Taking the entries below from the top, restate each line exactly and end with the line containing "impl Display for".

====

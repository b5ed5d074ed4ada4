#[cfg(feature = "sqlite")]
pub mod prepare_env;
pub mod scripted_gateway;
use std::fmt::Display;

use chrono::{DateTime, Utc};
use payment_relay_engine::db_types::TimeWindow;
use relay_common::Cents;
use serde::{Deserialize, Serialize};

use crate::errors::ServerError;

/// The body of `POST /payments`.
#[derive(Debug, Clone, Serialize, Deserialize)]
#[serde(rename_all = "camelCase")]
pub struct PaymentSubmission {
    pub correlation_id: String,
    pub amount: Cents,
}

impl PaymentSubmission {
    pub fn validate(&self) -> Result<(), ServerError> {
        if self.correlation_id.trim().is_empty() {
            return Err(ServerError::InvalidRequestBody("correlationId must not be empty".into()));
        }
        if !self.amount.is_positive() {
            return Err(ServerError::InvalidRequestBody(format!("amount must be positive, not {}", self.amount)));
        }
        Ok(())
    }
}

/// The query string of `GET /payments-summary`. Empty values count as missing.
#[derive(Debug, Clone, Default, Serialize, Deserialize)]
pub struct SummaryParams {
    pub from: Option<String>,
    pub to: Option<String>,
}

impl Display for SummaryParams {
    fn fmt(&self, f: &mut std::fmt::Formatter<'_>) -> std::fmt::Result {
        let from = self.from.as_deref().unwrap_or("*");
        let to = self.to.as_deref().unwrap_or("*");
        write!(f, "{from} .. {to}")
    }
}

impl SummaryParams {
    /// The window to summarize, or `None` for everything. `from` and `to` must be given together.
    pub fn window(&self) -> Result<Option<TimeWindow>, ServerError> {
        let from = self.from.as_deref().filter(|s| !s.trim().is_empty());
        let to = self.to.as_deref().filter(|s| !s.trim().is_empty());
        match (from, to) {
            (None, None) => Ok(None),
            (Some(from), Some(to)) => {
                let window = TimeWindow::new(parse_timestamp("from", from)?, parse_timestamp("to", to)?)
                    .map_err(|e| ServerError::InvalidQuery(e.to_string()))?;
                Ok(Some(window))
            },
            _ => Err(ServerError::InvalidQuery("from and to must be supplied together".into())),
        }
    }
}

fn parse_timestamp(name: &str, value: &str) -> Result<DateTime<Utc>, ServerError> {
    DateTime::parse_from_rfc3339(value.trim())
        .map(|ts| ts.with_timezone(&Utc))
        .map_err(|e| ServerError::InvalidQuery(format!("{name} is not an RFC3339 timestamp ({value}). {e}")))
}
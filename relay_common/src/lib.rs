mod cents;

pub mod helpers;

pub use cents::{Cents, CentsConversionError};
use thiserror::Error;

use crate::{LedgerError, QueueError};

#[derive(Debug, Error)]
pub enum SqliteDatabaseError {
    #[error("Database connection error: {0}")]
    DriverError(#[from] sqlx::Error),
    #[error("Database migration error: {0}")]
    MigrationError(#[from] sqlx::migrate::MigrateError),
    #[error("Database query error: {0}")]
    QueryError(String),
}

impl From<SqliteDatabaseError> for LedgerError {
    fn from(e: SqliteDatabaseError) -> Self {
        Self::StorageFailure(e.to_string())
    }
}

impl From<SqliteDatabaseError> for QueueError {
    fn from(e: SqliteDatabaseError) -> Self {
        Self::StorageFailure(e.to_string())
    }
}
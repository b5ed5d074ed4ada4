mod helpers;
mod mocks;
mod payments;
mod summary;
mod relay_flow;
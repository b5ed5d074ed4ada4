mod support;

use std::{
    sync::{
        atomic::{AtomicUsize, Ordering},
        Arc,
    },
    time::{Duration, Instant},
};

use async_trait::async_trait;
use payment_relay_engine::{
    db_types::{
        Job,
        PaymentTask,
        PaymentsSummary,
        ProcessorId,
        QueuedJob,
        Receipt,
        RecordResult,
        SettledTransaction,
        TimeWindow,
    },
    test_utils::scripted_gateway::ScriptedGateway,
    DecisionConfig,
    HealthRegistry,
    LedgerError,
    MemoryLedger,
    MemoryQueue,
    PaymentRelayApi,
    Processors,
    QueueError,
    TaskQueue,
    TransactionLedger,
    WorkerConfig,
    WorkerContext,
    WorkerPool,
};
use processor_client::PaymentOutcome;
use relay_common::Cents;
use support::{fresh_database, init_logging, task, wait_for};

const PATIENCE: Duration = Duration::from_secs(5);

struct Harness<Q, L> {
    default: ScriptedGateway,
    fallback: ScriptedGateway,
    registry: Arc<HealthRegistry>,
    queue: Arc<Q>,
    ledger: Arc<L>,
    pool: WorkerPool<Q>,
}

impl<Q: TaskQueue, L: TransactionLedger> Harness<Q, L> {
    async fn start(queue: Q, ledger: L, registry: HealthRegistry, workers: usize) -> Self {
        init_logging();
        let default = ScriptedGateway::new();
        let fallback = ScriptedGateway::new();
        let processors = Arc::new(Processors::new(default.clone(), fallback.clone()));
        let registry = Arc::new(registry);
        let queue = Arc::new(queue);
        let ledger = Arc::new(ledger);
        let decision = DecisionConfig { recovery_poll: Duration::from_millis(20), ..Default::default() };
        let context =
            WorkerContext::new(processors, registry.clone(), decision, queue.clone(), ledger.clone());
        let config = WorkerConfig { workers, queue_backoff: Duration::from_millis(20), ..Default::default() };
        let pool = WorkerPool::start(config, context).await.unwrap();
        Self { default, fallback, registry, queue, ledger, pool }
    }

    fn api(&self) -> PaymentRelayApi<L, Q> {
        PaymentRelayApi::new(self.ledger.clone(), self.queue.clone())
    }

    async fn summary(&self) -> PaymentsSummary {
        self.ledger.summarize(None).await.unwrap()
    }

    async fn wait_for_settlements(&self, expected: u64) -> PaymentsSummary {
        let this = self;
        wait_for(PATIENCE, &format!("{expected} settlements"), move || async move {
            this.summary().await.total_requests() >= expected
        })
        .await;
        self.summary().await
    }
}

async fn memory_harness(workers: usize) -> Harness<MemoryQueue, MemoryLedger> {
    Harness::start(MemoryQueue::new(), MemoryLedger::new(), HealthRegistry::default(), workers).await
}

#[tokio::test]
async fn healthy_default_takes_everything_until_it_fails() {
    let harness = memory_harness(4).await;
    let api = harness.api();
    for i in 0..3 {
        api.submit_payment(format!("first-{i}"), Cents::from(1000)).await.unwrap();
    }
    let summary = harness.wait_for_settlements(3).await;
    assert_eq!(summary.default.total_requests, 3);
    assert_eq!(summary.fallback.total_requests, 0);

    harness.registry.set(ProcessorId::Default, true, 0);
    for i in 0..2 {
        api.submit_payment(format!("second-{i}"), Cents::from(500)).await.unwrap();
    }
    let summary = harness.wait_for_settlements(5).await;
    assert_eq!(summary.default.total_requests, 3);
    assert_eq!(summary.default.total_amount, Cents::from(3000));
    assert_eq!(summary.fallback.total_requests, 2);
    assert_eq!(summary.fallback.total_amount, Cents::from(1000));
    harness.pool.shutdown().await.unwrap();
}

#[tokio::test]
async fn a_retried_payment_settles_exactly_once() {
    let registry = HealthRegistry::new(Duration::from_millis(100));
    registry.set(ProcessorId::Fallback, true, 0);
    let harness = Harness::start(MemoryQueue::new(), MemoryLedger::new(), registry, 2).await;
    harness.default.push_outcome(PaymentOutcome::Retryable("processor answered 500".into()));

    harness.api().submit_payment("retry-me".into(), Cents::from(1990)).await.unwrap();
    let summary = harness.wait_for_settlements(1).await;
    // Give a stray second settlement a chance to show up
    tokio::time::sleep(Duration::from_millis(200)).await;

    assert_eq!(harness.summary().await, summary);
    assert_eq!(summary.default.total_requests, 1);
    assert_eq!(summary.default.total_amount, Cents::from(1990));
    assert_eq!(harness.ledger.len(), 1);
    assert_eq!(harness.default.submissions(), vec!["retry-me", "retry-me"]);
    assert!(harness.fallback.submissions().is_empty());
    harness.pool.shutdown().await.unwrap();
}

#[tokio::test]
async fn failed_delivery_is_rerouted_to_the_other_processor() {
    let harness = memory_harness(1).await;
    harness.default.push_outcome(PaymentOutcome::Retryable("Request timed out after 300 ms".into()));
    harness.api().submit_payment("reroute".into(), Cents::from(700)).await.unwrap();
    let summary = harness.wait_for_settlements(1).await;
    assert_eq!(summary.fallback.total_requests, 1);
    assert_eq!(summary.default.total_requests, 0);
    assert!(harness.registry.get(ProcessorId::Default).failing);
    harness.pool.shutdown().await.unwrap();
}

#[tokio::test]
async fn submission_does_not_wait_for_the_processor() {
    let harness = memory_harness(2).await;
    harness.default.set_delay(Duration::from_millis(1_500));
    let started = Instant::now();
    harness.api().submit_payment("slow".into(), Cents::from(100)).await.unwrap();
    assert!(started.elapsed() < Duration::from_millis(500));
    assert_eq!(harness.summary().await.total_requests(), 0);

    let summary = harness.wait_for_settlements(1).await;
    assert_eq!(summary.default.total_requests, 1);
    harness.pool.shutdown().await.unwrap();
}

#[tokio::test]
async fn rejected_payments_are_dropped() {
    let harness = memory_harness(1).await;
    harness.default.push_outcome(PaymentOutcome::Rejected { status: 422, message: "bad amount".into() });
    harness.api().submit_payment("rejected".into(), Cents::from(100)).await.unwrap();
    harness.api().submit_payment("accepted".into(), Cents::from(100)).await.unwrap();

    let summary = harness.wait_for_settlements(1).await;
    tokio::time::sleep(Duration::from_millis(100)).await;
    assert_eq!(harness.summary().await, summary);
    assert_eq!(harness.queue.pending().await.unwrap(), 0);
    let recovered = harness.pool.shutdown().await.unwrap();
    assert_eq!(recovered, 0);
    assert_eq!(harness.default.submissions().iter().filter(|id| *id == "rejected").count(), 1);
}

#[tokio::test]
async fn shutdown_returns_stalled_payments_to_the_queue() {
    let registry = HealthRegistry::default();
    registry.set(ProcessorId::Default, true, 0);
    registry.set(ProcessorId::Fallback, true, 0);
    let harness = Harness::start(MemoryQueue::new(), MemoryLedger::new(), registry, 2).await;
    harness.api().submit_payment("stalled".into(), Cents::from(100)).await.unwrap();
    let queue = harness.queue.clone();
    wait_for(PATIENCE, "the payment to be claimed", move || {
        let queue = queue.clone();
        async move { queue.pending().await.unwrap() == 0 }
    })
    .await;

    harness.pool.shutdown().await.unwrap();
    assert_eq!(harness.queue.pending().await.unwrap(), 1);
    assert!(harness.default.submissions().is_empty());
    assert!(harness.fallback.submissions().is_empty());
}

#[tokio::test]
async fn many_payments_are_each_counted_once() {
    let harness = memory_harness(8).await;
    for _ in 0..5 {
        harness.default.push_outcome(PaymentOutcome::Retryable("processor answered 503".into()));
        harness.fallback.push_outcome(PaymentOutcome::Retryable("processor answered 502".into()));
    }
    let api = harness.api();
    for i in 0..50 {
        api.submit_payment(format!("burst-{i:02}"), Cents::from(100 + i)).await.unwrap();
    }
    let summary = harness.wait_for_settlements(50).await;
    tokio::time::sleep(Duration::from_millis(100)).await;
    assert_eq!(harness.summary().await, summary);
    assert_eq!(summary.total_requests(), 50);
    let expected: i64 = (0..50).map(|i| 100 + i).sum();
    assert_eq!((summary.default.total_amount + summary.fallback.total_amount).value(), expected);
    assert_eq!(harness.ledger.len(), 50);
    harness.pool.shutdown().await.unwrap();
}

/// Fails the first `failures` writes, then behaves like a [`MemoryLedger`].
struct FlakyLedger {
    inner: MemoryLedger,
    failures: AtomicUsize,
}

#[async_trait]
impl TransactionLedger for FlakyLedger {
    async fn record(&self, transaction: &SettledTransaction) -> Result<RecordResult, LedgerError> {
        let remaining = self.failures.load(Ordering::SeqCst);
        if remaining > 0 {
            self.failures.store(remaining - 1, Ordering::SeqCst);
            return Err(LedgerError::StorageFailure("database is locked".into()));
        }
        self.inner.record(transaction).await
    }

    async fn summarize(&self, window: Option<TimeWindow>) -> Result<PaymentsSummary, LedgerError> {
        self.inner.summarize(window).await
    }
}

#[tokio::test]
async fn ledger_failures_do_not_resend_the_payment() {
    let ledger = FlakyLedger { inner: MemoryLedger::new(), failures: AtomicUsize::new(3) };
    let harness = Harness::start(MemoryQueue::new(), ledger, HealthRegistry::default(), 1).await;
    harness.api().submit_payment("persist-me".into(), Cents::from(4200)).await.unwrap();
    let summary = harness.wait_for_settlements(1).await;
    assert_eq!(summary.default.total_amount, Cents::from(4200));
    assert_eq!(harness.default.submissions().len(), 1);
    assert_eq!(harness.ledger.failures.load(Ordering::SeqCst), 0);
    harness.pool.shutdown().await.unwrap();
}

/// A [`MemoryQueue`] whose first `failures` calls to `requeue_front` fail.
struct FlakyQueue {
    inner: MemoryQueue,
    failures: AtomicUsize,
}

#[async_trait]
impl TaskQueue for FlakyQueue {
    async fn enqueue(&self, task: PaymentTask) -> Result<(), QueueError> {
        self.inner.enqueue(task).await
    }

    async fn dequeue(&self) -> Result<QueuedJob, QueueError> {
        self.inner.dequeue().await
    }

    async fn requeue_front(&self, receipt: Receipt, job: Job) -> Result<(), QueueError> {
        let remaining = self.failures.load(Ordering::SeqCst);
        if remaining > 0 {
            self.failures.store(remaining - 1, Ordering::SeqCst);
            return Err(QueueError::StorageFailure("disk I/O error".into()));
        }
        self.inner.requeue_front(receipt, job).await
    }

    async fn acknowledge(&self, receipt: Receipt) -> Result<(), QueueError> {
        self.inner.acknowledge(receipt).await
    }

    async fn pending(&self) -> Result<u64, QueueError> {
        self.inner.pending().await
    }

    async fn recover_in_flight(&self) -> Result<u64, QueueError> {
        self.inner.recover_in_flight().await
    }
}

#[tokio::test]
async fn a_failed_requeue_is_retried_while_the_pool_runs() {
    let queue = FlakyQueue { inner: MemoryQueue::new(), failures: AtomicUsize::new(1) };
    let ledger = FlakyLedger { inner: MemoryLedger::new(), failures: AtomicUsize::new(1) };
    let harness = Harness::start(queue, ledger, HealthRegistry::default(), 2).await;
    harness.api().submit_payment("hiccup".into(), Cents::from(2500)).await.unwrap();

    let summary = harness.wait_for_settlements(1).await;
    assert_eq!(summary.default.total_amount, Cents::from(2500));
    assert_eq!(harness.queue.failures.load(Ordering::SeqCst), 0);
    assert_eq!(harness.ledger.failures.load(Ordering::SeqCst), 0);
    assert_eq!(harness.default.submissions(), vec!["hiccup"]);
    assert_eq!(harness.queue.pending().await.unwrap(), 0);
    assert_eq!(harness.pool.shutdown().await.unwrap(), 0);
}

#[tokio::test]
async fn redelivered_payments_after_a_crash_are_not_double_counted() {
    let db = fresh_database().await;
    // The processor accepted "crash" and it was recorded, but the worker died before acknowledging the slot
    let crashed = task("crash", 1500);
    db.enqueue(crashed.clone()).await.unwrap();
    let _claimed = db.dequeue().await.unwrap();
    db.record(&SettledTransaction::new(&crashed, ProcessorId::Default)).await.unwrap();
    db.enqueue(task("after", 500)).await.unwrap();

    let harness = Harness::start(db.clone(), db, HealthRegistry::default(), 2).await;
    let h = &harness;
    wait_for(PATIENCE, "the queue to drain", move || async move {
        h.queue.pending().await.unwrap() == 0 && h.summary().await.total_requests() == 2
    })
    .await;
    tokio::time::sleep(Duration::from_millis(100)).await;

    let summary = harness.summary().await;
    assert_eq!(summary.default.total_requests, 2);
    assert_eq!(summary.default.total_amount, Cents::from(2000));
    assert_eq!(harness.default.submissions().iter().filter(|id| *id == "crash").count(), 1);
    assert_eq!(harness.pool.shutdown().await.unwrap(), 0);
}
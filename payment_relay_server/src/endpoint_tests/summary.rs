use actix_web::{http::StatusCode, test::TestRequest};
use chrono::{TimeZone, Utc};
use payment_relay_engine::{
    db_types::{PaymentsSummary, ProcessorId, TimeWindow},
    LedgerError,
};
use relay_common::Cents;
use serde_json::json;

use super::{
    helpers::{configure, error_message, send_request},
    mocks::{MockLedger, MockQueue},
};

fn get(uri: &str) -> TestRequest {
    TestRequest::get().uri(uri)
}

fn sample_summary() -> PaymentsSummary {
    let mut summary = PaymentsSummary::default();
    for cents in [1990, 1990, 1990] {
        summary.totals_mut(ProcessorId::Default).add(Cents::from(cents));
    }
    summary.totals_mut(ProcessorId::Fallback).add(Cents::from(1005));
    summary
}

fn idle_ledger() -> MockLedger {
    let mut ledger = MockLedger::new();
    ledger.expect_summarize().never();
    ledger
}

#[actix_web::test]
async fn unbounded_summary() {
    let mut ledger = MockLedger::new();
    ledger.expect_summarize().withf(|window| window.is_none()).times(1).returning(|_| Ok(sample_summary()));
    let (status, body) = send_request(get("/payments-summary"), configure(ledger, MockQueue::new())).await;
    assert_eq!(status, StatusCode::OK);
    let body: serde_json::Value = serde_json::from_str(&body).unwrap();
    assert_eq!(
        body,
        json!({
            "default": {"totalRequests": 3, "totalAmount": 59.7},
            "fallback": {"totalRequests": 1, "totalAmount": 10.05}
        })
    );
}

#[actix_web::test]
async fn windowed_summary() {
    let from = Utc.with_ymd_and_hms(2025, 7, 15, 12, 0, 0).unwrap();
    let to = Utc.with_ymd_and_hms(2025, 7, 15, 12, 5, 0).unwrap();
    let expected = TimeWindow::new(from, to).unwrap();
    let mut ledger = MockLedger::new();
    ledger
        .expect_summarize()
        .withf(move |window| *window == Some(expected))
        .times(1)
        .returning(|_| Ok(PaymentsSummary::default()));
    let uri = "/payments-summary?from=2025-07-15T12:00:00.000Z&to=2025-07-15T12:05:00.000Z";
    let (status, body) = send_request(get(uri), configure(ledger, MockQueue::new())).await;
    assert_eq!(status, StatusCode::OK);
    let body: serde_json::Value = serde_json::from_str(&body).unwrap();
    assert_eq!(body["default"]["totalRequests"], json!(0));
    assert_eq!(body["fallback"]["totalAmount"], json!(0.0));
}

#[actix_web::test]
async fn half_a_window() {
    let uri = "/payments-summary?from=2025-07-15T12:00:00.000Z";
    let (status, body) = send_request(get(uri), configure(idle_ledger(), MockQueue::new())).await;
    assert_eq!(status, StatusCode::BAD_REQUEST);
    assert!(error_message(&body).contains("supplied together"));
}

#[actix_web::test]
async fn unparsable_timestamp() {
    let uri = "/payments-summary?from=last%20tuesday&to=2025-07-15T12:05:00.000Z";
    let (status, body) = send_request(get(uri), configure(idle_ledger(), MockQueue::new())).await;
    assert_eq!(status, StatusCode::BAD_REQUEST);
    assert!(error_message(&body).contains("RFC3339"));
}

#[actix_web::test]
async fn reversed_window() {
    let uri = "/payments-summary?from=2025-07-15T12:05:00.000Z&to=2025-07-15T12:00:00.000Z";
    let (status, _) = send_request(get(uri), configure(idle_ledger(), MockQueue::new())).await;
    assert_eq!(status, StatusCode::BAD_REQUEST);
}

#[actix_web::test]
async fn storage_failure() {
    let mut ledger = MockLedger::new();
    ledger.expect_summarize().times(1).returning(|_| Err(LedgerError::StorageFailure("database is locked".into())));
    let (status, body) = send_request(get("/payments-summary"), configure(ledger, MockQueue::new())).await;
    assert_eq!(status, StatusCode::INTERNAL_SERVER_ERROR);
    assert!(error_message(&body).contains("database is locked"));
}

#[actix_web::test]
async fn wrong_method() {
    let req = TestRequest::post().uri("/payments-summary");
    let (status, _) = send_request(req, configure(idle_ledger(), MockQueue::new())).await;
    assert_eq!(status, StatusCode::METHOD_NOT_ALLOWED);
}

====

RESULT FOR THIS TASK
repository b5ed5d074ed4ada4
#[cfg(feature = "sqlite")]
pub mod prepare_env;
pub mod scripted_gateway;
use std::fmt::Display;

use chrono::{DateTime, Utc};
use payment_relay_engine::db_types::TimeWindow;
use relay_common::Cents;
use serde::{Deserialize, Serialize};

use crate::errors::ServerError;

/// The body of `POST /payments`.
#[derive(Debug, Clone, Serialize, Deserialize)]
#[serde(rename_all = "camelCase")]
pub struct PaymentSubmission {
    pub correlation_id: String,
    pub amount: Cents,
}

impl PaymentSubmission {
    pub fn validate(&self) -> Result<(), ServerError> {
        if self.correlation_id.trim().is_empty() {
            return Err(ServerError::InvalidRequestBody("correlationId must not be empty".into()));
        }
        if !self.amount.is_positive() {
            return Err(ServerError::InvalidRequestBody(format!("amount must be positive, not {}", self.amount)));
        }
        Ok(())
    }
}

/// The query string of `GET /payments-summary`. Empty values count as missing.
#[derive(Debug, Clone, Default, Serialize, Deserialize)]
pub struct SummaryParams {
    pub from: Option<String>,
    pub to: Option<String>,
}

impl Display for SummaryParams {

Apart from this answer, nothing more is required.